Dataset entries
[Start of Attachment]

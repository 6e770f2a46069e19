use std::rc::Rc;

use chrono::Utc;
use serde_json::{Value, json};
use stash::KeyValueStore;

use crate::api::{Collection, ItemQuery, Transport};
use crate::error::GalleryError;
use crate::list::OptimisticList;
use crate::models::{Artwork, User, Visibility};
use crate::notifications::Notice;
use crate::reconcile::{DeleteOutcome, Reconciler};

/// Create/edit form state. `price` is kept as typed.
#[derive(serde::Serialize, serde::Deserialize, tsify::Tsify, Debug, Clone, PartialEq, Default)]
#[tsify(into_wasm_abi, from_wasm_abi)]
#[serde(rename_all = "camelCase", default)]
pub struct ArtworkDraft {
    pub image_url: String,
    pub title: String,
    pub artist_name: String,
    pub category: String,
    pub medium: String,
    pub description: String,
    pub dimensions: String,
    pub price: String,
    pub visibility: Visibility,
}

impl ArtworkDraft {
    /// An empty form, with the artist prefilled from the user.
    pub fn for_user(user: &User) -> Self {
        ArtworkDraft {
            artist_name: user.name_or_email().to_string(),
            ..Default::default()
        }
    }

    pub fn from_artwork(artwork: &Artwork) -> Self {
        ArtworkDraft {
            image_url: artwork.image_ref().to_string(),
            title: artwork.title.clone(),
            artist_name: artwork.artist_name.clone(),
            category: artwork.category.clone(),
            medium: artwork.medium.clone(),
            description: artwork.description.clone(),
            dimensions: artwork.dimensions.clone(),
            price: artwork.price.map(|p| p.to_string()).unwrap_or_default(),
            visibility: artwork.visibility,
        }
    }

    pub fn validate(&self) -> Result<(), GalleryError> {
        if self.title.trim().is_empty() || self.image_url.trim().is_empty() {
            return Err(GalleryError::Invalid(
                "Title and Image URL are required".to_string(),
            ));
        }
        Ok(())
    }

    /// The JSON body for create and replace. A numeric price is sent as a number, anything else
    /// as typed, and a blank one not at all.
    pub fn payload(&self) -> Value {
        let mut payload = json!({
            "imageUrl": self.image_url.trim(),
            "title": self.title.trim(),
            "artistName": self.artist_name.trim(),
            "category": self.category,
            "medium": self.medium,
            "description": self.description,
            "dimensions": self.dimensions,
            "visibility": self.visibility,
        });

        let price = self.price.trim();
        if !price.is_empty() {
            payload["price"] = price
                .parse::<f64>()
                .ok()
                .and_then(|p| serde_json::Number::from_f64(p).map(Value::Number))
                .unwrap_or_else(|| Value::String(price.to_string()));
        }
        payload
    }
}

#[derive(Debug, Clone, PartialEq)]
pub enum SaveOutcome {
    Created(Option<Artwork>),
    Updated(Option<Artwork>),
    /// The update call failed, but reading the artwork back succeeded.
    UpdatedVerified(Artwork),
}

impl SaveOutcome {
    pub fn notice(&self) -> Notice {
        match self {
            SaveOutcome::Created(_) => Notice::success("Added!", "Artwork added successfully"),
            SaveOutcome::Updated(_) => Notice::success("Updated!", "Artwork updated successfully"),
            SaveOutcome::UpdatedVerified(_) => {
                Notice::success("Updated!", "Artwork updated (verified).")
            }
        }
    }
}

fn decode_artwork(value: Value) -> Option<Artwork> {
    serde_json::from_value::<Artwork>(value)
        .ok()
        .filter(|a| !a.id.is_empty())
}

/// The signed-in user's own artworks, newest first.
pub struct MyGalleryView<T, S> {
    reconciler: Rc<Reconciler<T, S>>,
    artworks: OptimisticList<Artwork>,
}

impl<T: Transport, S: KeyValueStore> MyGalleryView<T, S> {
    pub fn new(reconciler: Rc<Reconciler<T, S>>) -> Self {
        Self {
            reconciler,
            artworks: OptimisticList::default(),
        }
    }

    pub fn artworks(&self) -> Vec<Artwork> {
        self.artworks.to_vec()
    }

    pub async fn load(&self) -> Result<Vec<Artwork>, GalleryError> {
        let user = self.reconciler.session().require_user()?;
        let artworks = self
            .reconciler
            .api()
            .list_items(&ItemQuery::owned_by(&user.email))
            .await?;
        self.artworks.replace(artworks.iter().cloned());
        Ok(artworks)
    }

    /// Delete by `_id`, retrying with the artwork's `itemId` when it has a different one.
    pub async fn delete(&self, id: &str) -> Result<DeleteOutcome, GalleryError> {
        let id = id.trim();
        let fallback = self
            .artworks
            .find(|a| a.id == id)
            .and_then(|a| a.item_id);

        self.reconciler
            .delete(
                Collection::Items,
                id,
                fallback.as_deref(),
                &self.artworks,
                |a| a.id == id,
            )
            .await
    }

    pub fn is_deleting(&self, id: &str) -> bool {
        self.reconciler.is_deleting(Collection::Items, id.trim())
    }

    /// Create a new artwork, or replace `editing` with the draft. Reloads the list afterwards.
    pub async fn save(
        &self,
        draft: &ArtworkDraft,
        editing: Option<&str>,
    ) -> Result<SaveOutcome, GalleryError> {
        draft.validate()?;

        let outcome = match editing {
            Some(id) => self.update(id.trim(), draft).await?,
            None => self.create(draft).await?,
        };

        if let Err(e) = self.load().await {
            log::warn!("Could not reload gallery after saving: {e}");
        }
        Ok(outcome)
    }

    async fn create(&self, draft: &ArtworkDraft) -> Result<SaveOutcome, GalleryError> {
        let user = self.reconciler.session().require_user()?;

        let mut payload = draft.payload();
        if draft.artist_name.trim().is_empty() {
            payload["artistName"] = json!(user.name_or_email());
        }
        payload["userEmail"] = json!(user.email);
        payload["createdAt"] = json!(Utc::now());

        let created = self.reconciler.api().create_item(payload).await?;
        Ok(SaveOutcome::Created(decode_artwork(created)))
    }

    async fn update(&self, id: &str, draft: &ArtworkDraft) -> Result<SaveOutcome, GalleryError> {
        if id.is_empty() {
            return Err(GalleryError::Invalid("Invalid artwork id".to_string()));
        }

        let api = self.reconciler.api();
        match api.replace_item(id, draft.payload()).await {
            Ok(updated) => Ok(SaveOutcome::Updated(decode_artwork(updated))),
            Err(e) => {
                log::warn!("Replacing artwork {id} failed, checking whether it landed: {e}");
                match api.get_item(id).await {
                    Ok(Some(artwork)) => Ok(SaveOutcome::UpdatedVerified(artwork)),
                    _ => Err(e.into()),
                }
            }
        }
    }
}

[End of Attachment]

**Task prompt:** Restate every record word for word.

**Task response:**
repository 6e770f2a46069e19
use std::rc::Rc;

use chrono::Utc;
use serde_json::{Value, json};
use stash::KeyValueStore;

use crate::api::{Collection, ItemQuery, Transport};
use crate::error::GalleryError;
use crate::list::OptimisticList;
use crate::models::{Artwork, User, Visibility};
use crate::notifications::Notice;
use crate::reconcile::{DeleteOutcome, Reconciler};

/// Create/edit form state. `price` is kept as typed.
#[derive(serde::Serialize, serde::Deserialize, tsify::Tsify, Debug, Clone, PartialEq, Default)]
#[tsify(into_wasm_abi, from_wasm_abi)]
#[serde(rename_all = "camelCase", default)]
pub struct ArtworkDraft {
    pub image_url: String,
    pub title: String,
    pub artist_name: String,
    pub category: String,
    pub medium: String,
    pub description: String,
    pub dimensions: String,
    pub price: String,
    pub visibility: Visibility,
}

impl ArtworkDraft {
    /// An empty form, with the artist prefilled from the user.
    pub fn for_user(user: &User) -> Self {
        ArtworkDraft {
            artist_name: user.name_or_email().to_string(),
            ..Default::default()
        }
    }

    pub fn from_artwork(artwork: &Artwork) -> Self {
        ArtworkDraft {
            image_url: artwork.image_ref().to_string(),
            title: artwork.title.clone(),
            artist_name: artwork.artist_name.clone(),
            category: artwork.category.clone(),
            medium: artwork.medium.clone(),
            description: artwork.description.clone(),
            dimensions: artwork.dimensions.clone(),
            price: artwork.price.map(|p| p.to_string()).unwrap_or_default(),
            visibility: artwork.visibility,
        }
    }

    pub fn validate(&self) -> Result<(), GalleryError> {
        if self.title.trim().is_empty() || self.image_url.trim().is_empty() {
            return Err(GalleryError::Invalid(
                "Title and Image URL are required".to_string(),
            ));
        }
        Ok(())
    }

    /// The JSON body for create and replace. A numeric price is sent as a number, anything else
    /// as typed, and a blank one not at all.
    pub fn payload(&self) -> Value {
        let mut payload = json!({
            "imageUrl": self.image_url.trim(),
            "title": self.title.trim(),
            "artistName": self.artist_name.trim(),
            "category": self.category,
            "medium": self.medium,
            "description": self.description,
            "dimensions": self.dimensions,
            "visibility": self.visibility,
        });

        let price = self.price.trim();
        if !price.is_empty() {
            payload["price"] = price
                .parse::<f64>()
                .ok()
                .and_then(|p| serde_json::Number::from_f64(p).map(Value::Number))
                .unwrap_or_else(|| Value::String(price.to_string()));
        }
        payload
    }
}

#[derive(Debug, Clone, PartialEq)]
pub enum SaveOutcome {
    Created(Option<Artwork>),
    Updated(Option<Artwork>),
    /// The update call failed, but reading the artwork back succeeded.
    UpdatedVerified(Artwork),
}

impl SaveOutcome {
    pub fn notice(&self) -> Notice {
        match self {
            SaveOutcome::Created(_) => Notice::success("Added!", "Artwork added successfully"),
            SaveOutcome::Updated(_) => Notice::success("Updated!", "Artwork updated successfully"),
            SaveOutcome::UpdatedVerified(_) => {
                Notice::success("Updated!", "Artwork updated (verified).")
            }
        }
    }
}

fn decode_artwork(value: Value) -> Option<Artwork> {
    serde_json::from_value::<Artwork>(value)
        .ok()
        .filter(|a| !a.id.is_empty())
}

/// The signed-in user's own artworks, newest first.
pub struct MyGalleryView<T, S> {
    reconciler: Rc<Reconciler<T, S>>,
    artworks: OptimisticList<Artwork>,
}

impl<T: Transport, S: KeyValueStore> MyGalleryView<T, S> {
    pub fn new(reconciler: Rc<Reconciler<T, S>>) -> Self {
        Self {
            reconciler,
            artworks: OptimisticList::default(),
        }
    }

    pub fn artworks(&self) -> Vec<Artwork> {
        self.artworks.to_vec()
    }

    pub async fn load(&self) -> Result<Vec<Artwork>, GalleryError> {
        let user = self.reconciler.session().require_user()?;
        let artworks = self
            .reconciler
            .api()
            .list_items(&ItemQuery::owned_by(&user.email))
            .await?;
        self.artworks.replace(artworks.iter().cloned());
        Ok(artworks)
    }

    /// Delete by `_id`, retrying with the artwork's `itemId` when it has a different one.
    pub async fn delete(&self, id: &str) -> Result<DeleteOutcome, GalleryError> {
        let id = id.trim();
        let fallback = self
            .artworks
            .find(|a| a.id == id)
            .and_then(|a| a.item_id);

        self.reconciler
            .delete(
                Collection::Items,
                id,
                fallback.as_deref(),
                &self.artworks,
                |a| a.id == id,
            )
            .await
    }

    pub fn is_deleting(&self, id: &str) -> bool {
        self.reconciler.is_deleting(Collection::Items, id.trim())
    }

    /// Create a new artwork, or replace `editing` with the draft. Reloads the list afterwards.
    pub async fn save(
        &self,
        draft: &ArtworkDraft,
        editing: Option<&str>,
    ) -> Result<SaveOutcome, GalleryError> {
        draft.validate()?;

        let outcome = match editing {
            Some(id) => self.update(id.trim(), draft).await?,
            None => self.create(draft).await?,
        };

        if let Err(e) = self.load().await {
            log::warn!("Could not reload gallery after saving: {e}");
        }
        Ok(outcome)
    }

    async fn create(&self, draft: &ArtworkDraft) -> Result<SaveOutcome, GalleryError> {
        let user = self.reconciler.session().require_user()?;

        let mut payload = draft.payload();
        if draft.artist_name.trim().is_empty() {
            payload["artistName"] = json!(user.name_or_email());
        }
        payload["userEmail"] = json!(user.email);
        payload["createdAt"] = json!(Utc::now());

        let created = self.reconciler.api().create_item(payload).await?;
        Ok(SaveOutcome::Created(decode_artwork(created)))
    }

    async fn update(&self, id: &str, draft: &ArtworkDraft) -> Result<SaveOutcome, GalleryError> {
        if id.is_empty() {
            return Err(GalleryError::Invalid("Invalid artwork id".to_string()));
        }

        let api = self.reconciler.api();
        match api.replace_item(id, draft.payload()).await {
            Ok(updated) => Ok(SaveOutcome::Updated(decode_artwork(updated))),
            Err(e) => {
                log::warn!("Replacing artwork {id} failed, checking whether it landed: {e}");
                match api.get_item(id).await {
                    Ok(Some(artwork)) => Ok(SaveOutcome::UpdatedVerified(artwork)),
                    _ => Err(e.into()),
                }
            }
        }
    }
}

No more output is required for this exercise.